ACTIVITY:
Among the records that follow, count the lines with the string "impl"; report only that count.

DATA RECORDS:

_ _ _ _

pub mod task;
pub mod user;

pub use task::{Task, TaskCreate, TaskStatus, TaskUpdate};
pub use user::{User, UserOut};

_ _ _ _

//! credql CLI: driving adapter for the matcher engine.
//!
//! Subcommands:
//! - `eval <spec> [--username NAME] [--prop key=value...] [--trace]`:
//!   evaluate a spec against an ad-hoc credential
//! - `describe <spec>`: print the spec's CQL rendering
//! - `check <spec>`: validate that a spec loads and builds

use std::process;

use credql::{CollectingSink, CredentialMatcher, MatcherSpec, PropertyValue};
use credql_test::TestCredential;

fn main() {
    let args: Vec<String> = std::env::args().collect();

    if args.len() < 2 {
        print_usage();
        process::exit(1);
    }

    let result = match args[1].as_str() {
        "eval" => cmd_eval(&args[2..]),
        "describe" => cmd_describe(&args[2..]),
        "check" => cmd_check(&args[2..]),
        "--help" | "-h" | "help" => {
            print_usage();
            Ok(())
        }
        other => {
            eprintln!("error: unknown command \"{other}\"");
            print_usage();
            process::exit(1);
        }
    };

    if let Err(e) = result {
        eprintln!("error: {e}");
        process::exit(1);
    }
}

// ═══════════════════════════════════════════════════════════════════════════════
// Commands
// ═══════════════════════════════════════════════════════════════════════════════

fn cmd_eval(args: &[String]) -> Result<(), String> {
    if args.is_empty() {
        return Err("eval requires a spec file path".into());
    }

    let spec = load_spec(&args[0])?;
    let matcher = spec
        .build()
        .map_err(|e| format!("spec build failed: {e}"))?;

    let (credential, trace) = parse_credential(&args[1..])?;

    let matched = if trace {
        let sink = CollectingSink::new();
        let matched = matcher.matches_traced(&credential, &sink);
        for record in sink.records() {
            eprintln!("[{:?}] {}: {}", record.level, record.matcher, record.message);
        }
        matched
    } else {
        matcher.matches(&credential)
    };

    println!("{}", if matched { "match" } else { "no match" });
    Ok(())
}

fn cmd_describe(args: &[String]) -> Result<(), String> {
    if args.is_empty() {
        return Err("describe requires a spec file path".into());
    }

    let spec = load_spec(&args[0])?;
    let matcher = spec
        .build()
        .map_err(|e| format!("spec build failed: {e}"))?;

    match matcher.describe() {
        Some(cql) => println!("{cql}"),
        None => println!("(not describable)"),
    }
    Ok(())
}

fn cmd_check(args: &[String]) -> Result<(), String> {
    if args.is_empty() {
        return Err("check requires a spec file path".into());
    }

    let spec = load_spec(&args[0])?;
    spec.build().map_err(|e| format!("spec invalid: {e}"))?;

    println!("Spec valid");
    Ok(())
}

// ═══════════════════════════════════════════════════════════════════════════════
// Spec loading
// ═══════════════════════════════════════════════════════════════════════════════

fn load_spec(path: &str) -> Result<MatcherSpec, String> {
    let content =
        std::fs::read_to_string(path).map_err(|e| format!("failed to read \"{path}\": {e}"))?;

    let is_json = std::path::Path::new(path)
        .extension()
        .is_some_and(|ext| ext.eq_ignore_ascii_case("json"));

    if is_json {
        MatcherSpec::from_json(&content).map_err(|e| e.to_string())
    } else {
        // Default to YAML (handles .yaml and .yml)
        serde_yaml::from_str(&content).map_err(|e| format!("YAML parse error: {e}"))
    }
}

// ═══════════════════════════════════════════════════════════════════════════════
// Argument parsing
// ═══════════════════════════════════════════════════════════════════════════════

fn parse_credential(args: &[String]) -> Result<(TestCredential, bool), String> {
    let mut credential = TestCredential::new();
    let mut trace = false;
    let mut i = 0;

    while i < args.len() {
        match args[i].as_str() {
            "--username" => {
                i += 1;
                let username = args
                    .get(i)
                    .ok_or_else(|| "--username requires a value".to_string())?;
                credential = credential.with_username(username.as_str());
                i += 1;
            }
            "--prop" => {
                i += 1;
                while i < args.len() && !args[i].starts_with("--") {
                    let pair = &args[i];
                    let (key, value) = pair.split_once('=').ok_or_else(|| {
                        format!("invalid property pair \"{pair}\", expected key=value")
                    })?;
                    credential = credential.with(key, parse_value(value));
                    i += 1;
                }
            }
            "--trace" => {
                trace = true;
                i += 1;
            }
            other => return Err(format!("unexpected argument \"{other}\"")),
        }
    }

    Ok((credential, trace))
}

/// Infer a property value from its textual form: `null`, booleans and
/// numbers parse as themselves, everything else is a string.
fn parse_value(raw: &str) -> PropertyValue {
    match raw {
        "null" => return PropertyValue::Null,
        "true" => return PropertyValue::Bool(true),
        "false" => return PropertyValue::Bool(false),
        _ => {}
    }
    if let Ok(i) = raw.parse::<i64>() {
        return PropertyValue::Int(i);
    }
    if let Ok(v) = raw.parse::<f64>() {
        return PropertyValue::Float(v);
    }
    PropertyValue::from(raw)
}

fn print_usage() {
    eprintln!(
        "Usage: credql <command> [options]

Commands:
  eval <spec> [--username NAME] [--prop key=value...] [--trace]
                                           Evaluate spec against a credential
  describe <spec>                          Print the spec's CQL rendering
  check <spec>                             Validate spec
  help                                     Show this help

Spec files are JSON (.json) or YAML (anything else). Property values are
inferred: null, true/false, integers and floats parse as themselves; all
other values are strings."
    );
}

_ _ _ _

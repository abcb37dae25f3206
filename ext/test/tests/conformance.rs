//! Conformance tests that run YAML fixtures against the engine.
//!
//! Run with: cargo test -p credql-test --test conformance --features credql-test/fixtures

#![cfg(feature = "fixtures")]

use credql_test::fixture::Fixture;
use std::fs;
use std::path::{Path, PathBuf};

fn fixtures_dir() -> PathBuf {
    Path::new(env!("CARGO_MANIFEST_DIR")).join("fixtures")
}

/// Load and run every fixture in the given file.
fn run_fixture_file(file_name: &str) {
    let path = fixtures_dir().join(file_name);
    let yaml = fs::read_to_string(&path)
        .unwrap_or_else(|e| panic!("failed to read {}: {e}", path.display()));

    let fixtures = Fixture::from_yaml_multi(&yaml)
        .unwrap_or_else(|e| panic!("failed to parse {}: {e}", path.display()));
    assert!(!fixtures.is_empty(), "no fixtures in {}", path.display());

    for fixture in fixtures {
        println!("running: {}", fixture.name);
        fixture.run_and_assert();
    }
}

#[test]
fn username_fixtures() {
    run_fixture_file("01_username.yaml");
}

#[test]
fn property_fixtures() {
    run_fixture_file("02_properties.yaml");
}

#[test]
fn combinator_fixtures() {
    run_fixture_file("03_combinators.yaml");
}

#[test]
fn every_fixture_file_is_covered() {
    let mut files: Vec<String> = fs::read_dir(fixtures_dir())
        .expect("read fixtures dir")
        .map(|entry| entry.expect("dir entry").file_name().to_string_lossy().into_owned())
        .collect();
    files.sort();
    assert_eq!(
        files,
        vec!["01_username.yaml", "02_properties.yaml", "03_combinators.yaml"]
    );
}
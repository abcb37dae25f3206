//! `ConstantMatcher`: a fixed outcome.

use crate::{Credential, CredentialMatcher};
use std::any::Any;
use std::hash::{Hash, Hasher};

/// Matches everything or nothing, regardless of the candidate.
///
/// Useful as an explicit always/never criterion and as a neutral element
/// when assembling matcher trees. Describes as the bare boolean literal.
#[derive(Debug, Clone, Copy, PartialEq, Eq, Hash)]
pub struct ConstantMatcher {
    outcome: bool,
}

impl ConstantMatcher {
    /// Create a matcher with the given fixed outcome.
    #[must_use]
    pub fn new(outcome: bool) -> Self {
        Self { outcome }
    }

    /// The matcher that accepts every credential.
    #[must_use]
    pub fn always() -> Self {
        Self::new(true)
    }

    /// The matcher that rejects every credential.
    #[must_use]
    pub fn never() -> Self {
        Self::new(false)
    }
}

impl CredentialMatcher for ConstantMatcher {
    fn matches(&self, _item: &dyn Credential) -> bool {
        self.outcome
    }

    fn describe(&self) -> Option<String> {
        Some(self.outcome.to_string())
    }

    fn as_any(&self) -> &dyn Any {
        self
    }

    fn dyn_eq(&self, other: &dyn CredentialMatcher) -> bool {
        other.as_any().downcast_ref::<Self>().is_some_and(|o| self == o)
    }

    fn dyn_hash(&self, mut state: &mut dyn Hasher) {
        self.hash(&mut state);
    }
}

_ _ _ _

ANSWER TO THIS TASK:
2